Friday, February 20, 2015

What to Expect in 2015 - Mortgage Market



We are getting close to the busy season of home buying (spring/summer) so I thought now would be a great time to provide you with a little update in the mortgage market.  Purchase activity has been brisk due to limited inventory and refinancing now makes sense for many due to rates being close to 20 month lows.

Where are Interest Rates Headed?

As the economy continues to improve, interest rates should continue to rise. Below is a forecast from Fannie Mae, Freddie Mac, National Association of Realtors, and Mortgage Bankers Association for mortgage interest rates in 2015. We are halfway through Q1 2015 and so far interest rates have remained just below 4% but rates have been creeping up towards 4% in the last two weeks. 


How to Stand Out in a Multiple Offer Situation – Our Guarantee

It’s going to be another hot real estate market this year as homes-for-sale inventory is even lower than it was a year ago. If you plan on purchasing a house, you should expect competing offers. So how do you stand out without over paying?

Our closing guarantee will provide you and the seller $2,000 each if we do not close on time.  You can even assign your $2,000 to the seller to strengthen the offer.  This gives the seller an incentive to go with your offer compared to the same or similar offers.
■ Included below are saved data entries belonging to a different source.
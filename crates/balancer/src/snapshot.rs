//! 路由表快照
//!
//! 快照构建后不再修改（渠道的运行期禁用标记除外），重载时整体替换。

use relaycast_core::models::{Ability, Channel};
use std::collections::HashMap;
use std::sync::atomic::{AtomicBool, Ordering};
use std::sync::Arc;

/// 渠道运行期包装
///
/// `disabled` 与持久化状态无关，用于检测到故障后立即摘除渠道而不必全量重载。
#[derive(Debug)]
pub struct ChannelChoice {
    pub channel: Arc<Channel>,
    disabled: AtomicBool,
}

impl ChannelChoice {
    pub fn new(channel: Channel) -> Self {
        Self {
            channel: Arc::new(channel),
            disabled: AtomicBool::new(false),
        }
    }

    pub fn is_disabled(&self) -> bool {
        self.disabled.load(Ordering::Acquire)
    }

    pub fn set_disabled(&self, disabled: bool) {
        self.disabled.store(disabled, Ordering::Release);
    }

    /// 持久化状态启用且未被运行期禁用
    pub fn is_usable(&self) -> bool {
        self.channel.status.is_enabled() && !self.is_disabled()
    }
}

/// 同一优先级的渠道
#[derive(Debug, Clone, PartialEq, Eq)]
pub struct Tier {
    pub priority: i64,
    pub channel_ids: Vec<i64>,
}

/// 通配模型键，`prefix` 为去掉末尾 `*` 的部分
#[derive(Debug, Clone, PartialEq, Eq)]
struct WildcardKey {
    prefix: String,
    pattern: String,
}

#[derive(Debug, Default)]
pub struct RoutingSnapshot {
    /// 分组 → 模型键 → 按优先级降序的层级
    table: HashMap<String, HashMap<String, Vec<Tier>>>,
    choices: HashMap<i64, Arc<ChannelChoice>>,
    /// 分组 → 通配模型键，按前缀长度降序
    wildcards: HashMap<String, Vec<WildcardKey>>,
}

impl RoutingSnapshot {
    /// 从渠道和能力行构建快照
    ///
    /// 只收录启用的能力行；引用不存在渠道的能力行被忽略。
    pub fn build(channels: Vec<Channel>, abilities: &[Ability]) -> Self {
        let choices: HashMap<i64, Arc<ChannelChoice>> = channels
            .into_iter()
            .map(|channel| (channel.id, Arc::new(ChannelChoice::new(channel))))
            .collect();

        let mut grouped: HashMap<String, HashMap<String, Vec<(i64, i64)>>> = HashMap::new();
        for ability in abilities {
            if !ability.enabled || !choices.contains_key(&ability.channel_id) {
                continue;
            }
            grouped
                .entry(ability.group.clone())
                .or_default()
                .entry(ability.model.clone())
                .or_default()
                .push((ability.priority, ability.channel_id));
        }

        let mut table = HashMap::new();
        let mut wildcards: HashMap<String, Vec<WildcardKey>> = HashMap::new();
        for (group, models) in grouped {
            let mut model_table = HashMap::new();
            for (model, mut entries) in models {
                entries.sort_by(|a, b| b.0.cmp(&a.0).then(a.1.cmp(&b.1)));
                entries.dedup();
                let mut tiers: Vec<Tier> = Vec::new();
                for (priority, channel_id) in entries {
                    match tiers.last_mut() {
                        Some(tier) if tier.priority == priority => tier.channel_ids.push(channel_id),
                        _ => tiers.push(Tier {
                            priority,
                            channel_ids: vec![channel_id],
                        }),
                    }
                }
                if let Some(prefix) = model.strip_suffix('*') {
                    wildcards.entry(group.clone()).or_default().push(WildcardKey {
                        prefix: prefix.to_string(),
                        pattern: model.clone(),
                    });
                }
                model_table.insert(model, tiers);
            }
            table.insert(group, model_table);
        }
        for keys in wildcards.values_mut() {
            keys.sort_by(|a, b| {
                b.prefix
                    .len()
                    .cmp(&a.prefix.len())
                    .then_with(|| a.prefix.cmp(&b.prefix))
            });
        }

        Self {
            table,
            choices,
            wildcards,
        }
    }

    /// 解析 (分组, 模型) 对应的层级，精确匹配优先，其次最长前缀的通配键
    pub fn tiers(&self, group: &str, model: &str) -> Option<&[Tier]> {
        let models = self.table.get(group)?;
        if let Some(tiers) = models.get(model) {
            return Some(tiers);
        }
        self.wildcards
            .get(group)?
            .iter()
            .find(|key| model.starts_with(&key.prefix))
            .and_then(|key| models.get(&key.pattern))
            .map(Vec::as_slice)
    }

    pub fn choice(&self, channel_id: i64) -> Option<&Arc<ChannelChoice>> {
        self.choices.get(&channel_id)
    }

    pub fn channel_count(&self) -> usize {
        self.choices.len()
    }

    pub fn group_count(&self) -> usize {
        self.table.len()
    }

    /// 分组下可路由的模型键
    pub fn models(&self, group: &str) -> Vec<String> {
        let mut models: Vec<String> = self
            .table
            .get(group)
            .map(|m| m.keys().cloned().collect())
            .unwrap_or_default();
        models.sort();
        models
    }

    pub(crate) fn choices(&self) -> impl Iterator<Item = &Arc<ChannelChoice>> {
        self.choices.values()
    }
}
We are a company that performs, and we put our money on the line to prove it.  No other lender that I know is willing to commit to performance like we do.  Some restrictions apply.  Please reach out to me for more information. 
 
News for First Time Homebuyers

3% Down is Back - Conventional Loans

Fannie Mae rolled out its My Community Mortgage in December of 2014. This program permits a low 3% down payment for first-time homebuyers.  Coming up with the down payment is the biggest obstacle for first-time homebuyers so it is great to see the 3% option back!  There is a slightly higher rate/fee for this program; however, first-time homebuyers are not “dinged” with a higher rate/fee for having poor credit or a small down payment.  Also, this program includes lower MI than FHA loans and the MI is cancellable.  This is a great product for first-time homebuyers that fit within the income limits.  

FHA
The Federal Housing Administration (FHA) has reduced annual mortgage insurance premiums by half of a percent. This action is projected to save more than two million FHA homeowners an average of $900 annually and will increase the purchasing power for homebuyers using an FHA loan.  Many believe FHA has made this move to stay competitive with Fannie Mae’s 3% down loan.  FHA requires at least 3.5% down but has certain guidelines that can make this program a better fit to some borrowers than Fannie Mae’s 3% down option. 

Mortgage Credit Certificate (MCC)
The MCC program provides a 20% federal income tax credit on the mortgage interest paid for that loan each year.  Using a $200,000 sales price, a borrower could save around $115 per month on an FHA loan at a 3.5% interest rate.  This program also works with conventional loans.  The MCC savings can help boost a first-time homebuyer’s purchasing power. 

The City of Portland received double the allocation of funds that it typically receives for the MCC program.  This means more first-time homebuyers will have the opportunity to take advantage of this great program.  The homebuyer must purchase an owner occupied unit in the City of Portland, proper. 


Oregon Bond Loan
This program is still around for first-time homebuyers buying in the State of Oregon.  Oregon Bond recently lowered its 30 year fixed interest rates which are now at 3.25% (Rate Advantage) and 3.75% (Cash Advantage).  The Cash Advantage program will provide 3% of the loan amount towards the buyers closing costs/prepaids helping the buyer get into the with less funds.  Gift funds are acceptable for Oregon Bond which is another great feature for buyers who are strapped on cash. 

Housing Market

On average, Oregon home values witnessed above average appreciation throughout 2014. It was a great year for homeowners as both home values and rents went up. Appreciation slowed down compared to 2013 and we expect appreciation to slow down even further in 2015, but to continue appreciating. This is a good thing as it creates a more stable market.